[Start of section]

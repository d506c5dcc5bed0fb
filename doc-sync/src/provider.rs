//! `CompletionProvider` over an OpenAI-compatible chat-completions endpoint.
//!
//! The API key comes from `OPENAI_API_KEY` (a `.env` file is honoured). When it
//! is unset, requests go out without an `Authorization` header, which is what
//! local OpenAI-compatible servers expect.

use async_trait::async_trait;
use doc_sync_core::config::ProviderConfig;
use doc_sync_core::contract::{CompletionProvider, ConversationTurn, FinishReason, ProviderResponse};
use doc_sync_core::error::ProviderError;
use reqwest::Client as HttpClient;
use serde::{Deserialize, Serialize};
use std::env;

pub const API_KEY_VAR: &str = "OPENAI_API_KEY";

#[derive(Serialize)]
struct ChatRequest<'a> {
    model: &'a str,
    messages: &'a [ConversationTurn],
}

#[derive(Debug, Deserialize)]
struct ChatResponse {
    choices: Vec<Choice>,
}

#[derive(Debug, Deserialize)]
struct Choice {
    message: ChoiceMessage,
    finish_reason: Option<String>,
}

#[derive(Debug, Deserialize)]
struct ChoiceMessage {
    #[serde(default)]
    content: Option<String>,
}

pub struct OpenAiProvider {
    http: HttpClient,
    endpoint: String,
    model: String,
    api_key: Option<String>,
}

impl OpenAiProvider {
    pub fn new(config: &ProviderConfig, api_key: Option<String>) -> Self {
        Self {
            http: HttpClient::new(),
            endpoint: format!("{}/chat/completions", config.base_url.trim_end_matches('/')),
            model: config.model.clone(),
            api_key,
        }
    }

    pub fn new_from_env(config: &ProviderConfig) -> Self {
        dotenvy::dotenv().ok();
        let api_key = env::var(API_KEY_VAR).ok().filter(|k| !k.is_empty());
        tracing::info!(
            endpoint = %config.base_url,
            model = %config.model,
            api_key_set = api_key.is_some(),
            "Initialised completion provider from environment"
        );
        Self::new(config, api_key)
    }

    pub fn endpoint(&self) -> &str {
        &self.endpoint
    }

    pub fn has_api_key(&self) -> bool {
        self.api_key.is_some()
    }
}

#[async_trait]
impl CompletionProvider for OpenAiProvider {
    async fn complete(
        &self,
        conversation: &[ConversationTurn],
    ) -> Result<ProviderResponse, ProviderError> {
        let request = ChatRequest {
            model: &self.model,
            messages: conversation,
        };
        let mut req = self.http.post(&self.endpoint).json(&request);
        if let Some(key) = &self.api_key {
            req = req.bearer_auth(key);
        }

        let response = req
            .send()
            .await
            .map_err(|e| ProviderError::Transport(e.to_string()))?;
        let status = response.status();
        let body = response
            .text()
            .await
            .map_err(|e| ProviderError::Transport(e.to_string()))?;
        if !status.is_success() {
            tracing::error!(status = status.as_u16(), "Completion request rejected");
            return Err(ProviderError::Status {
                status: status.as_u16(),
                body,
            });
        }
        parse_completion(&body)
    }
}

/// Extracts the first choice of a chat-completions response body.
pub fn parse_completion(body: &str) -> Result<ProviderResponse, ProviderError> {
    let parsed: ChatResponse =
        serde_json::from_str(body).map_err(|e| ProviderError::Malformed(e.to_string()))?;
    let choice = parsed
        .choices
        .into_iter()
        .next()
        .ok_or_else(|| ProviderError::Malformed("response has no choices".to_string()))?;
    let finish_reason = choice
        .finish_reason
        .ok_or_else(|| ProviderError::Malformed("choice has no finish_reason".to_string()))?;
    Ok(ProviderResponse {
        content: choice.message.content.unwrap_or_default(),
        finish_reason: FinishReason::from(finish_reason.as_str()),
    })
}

[End of section]

- [What this task involves]: When a line of the records includes "CompletionProvider", that line belongs in the answer.

- [Your response]:
//! `CompletionProvider` over an OpenAI-compatible chat-completions endpoint.
use doc_sync_core::contract::{CompletionProvider, ConversationTurn, FinishReason, ProviderResponse};
impl CompletionProvider for OpenAiProvider {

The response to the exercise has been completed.